### Exercise description
The answer must consist of every line below that holds the word "super".

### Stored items
********

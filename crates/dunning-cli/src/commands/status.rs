//! `dunning status` - point-in-time snapshot of the whole system.
//!
//! # Exit Codes
//!
//! - 0: Snapshot collected
//! - 1: Snapshot failed

use std::path::Path;

use clap::Args;
use dunning_core::money;

use super::exit_codes;

/// Status command arguments.
#[derive(Debug, Args)]
pub struct StatusArgs {
    /// Print the snapshot as JSON.
    #[arg(long)]
    pub json: bool,
}

pub fn run(config_path: &Path, args: &StatusArgs) -> u8 {
    match run_inner(config_path, args) {
        Ok(()) => exit_codes::SUCCESS,
        Err(e) => {
            eprintln!("error: {e:#}");
            exit_codes::ERROR
        },
    }
}

fn run_inner(config_path: &Path, args: &StatusArgs) -> anyhow::Result<()> {
    let ctx = super::load_context(config_path)?;
    let snapshot = ctx.snapshot()?;

    if args.json {
        println!("{}", serde_json::to_string_pretty(&snapshot)?);
        return Ok(());
    }

    println!("generated {}", snapshot.generated_at.to_rfc3339());
    println!("active records:");
    for (status, count) in &snapshot.active_counts {
        let total = snapshot.active_totals_cents.get(status).copied().unwrap_or(0);
        println!("  {status}: {count} ({})", money::format_cents(total));
    }
    println!(
        "archive: {} records, {} paid",
        snapshot.archived_count,
        money::format_cents(snapshot.archived_paid_total_cents)
    );
    println!("ledger:");
    for (section, total) in &snapshot.ledger_totals_cents {
        println!("  {section}: {}", money::format_cents(*total));
    }
    if snapshot.agents.is_empty() {
        println!("agents: none tracked");
    } else {
        println!("agents:");
        for agent in &snapshot.agents {
            println!("  {}: {}", agent.agent, agent.state.as_str());
        }
    }
    for queue in &snapshot.queues {
        println!("queue {}: {} pending", queue.queue, queue.depth);
    }
    Ok(())
}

********

### Written answer
use super::exit_codes;
    let ctx = super::load_context(config_path)?;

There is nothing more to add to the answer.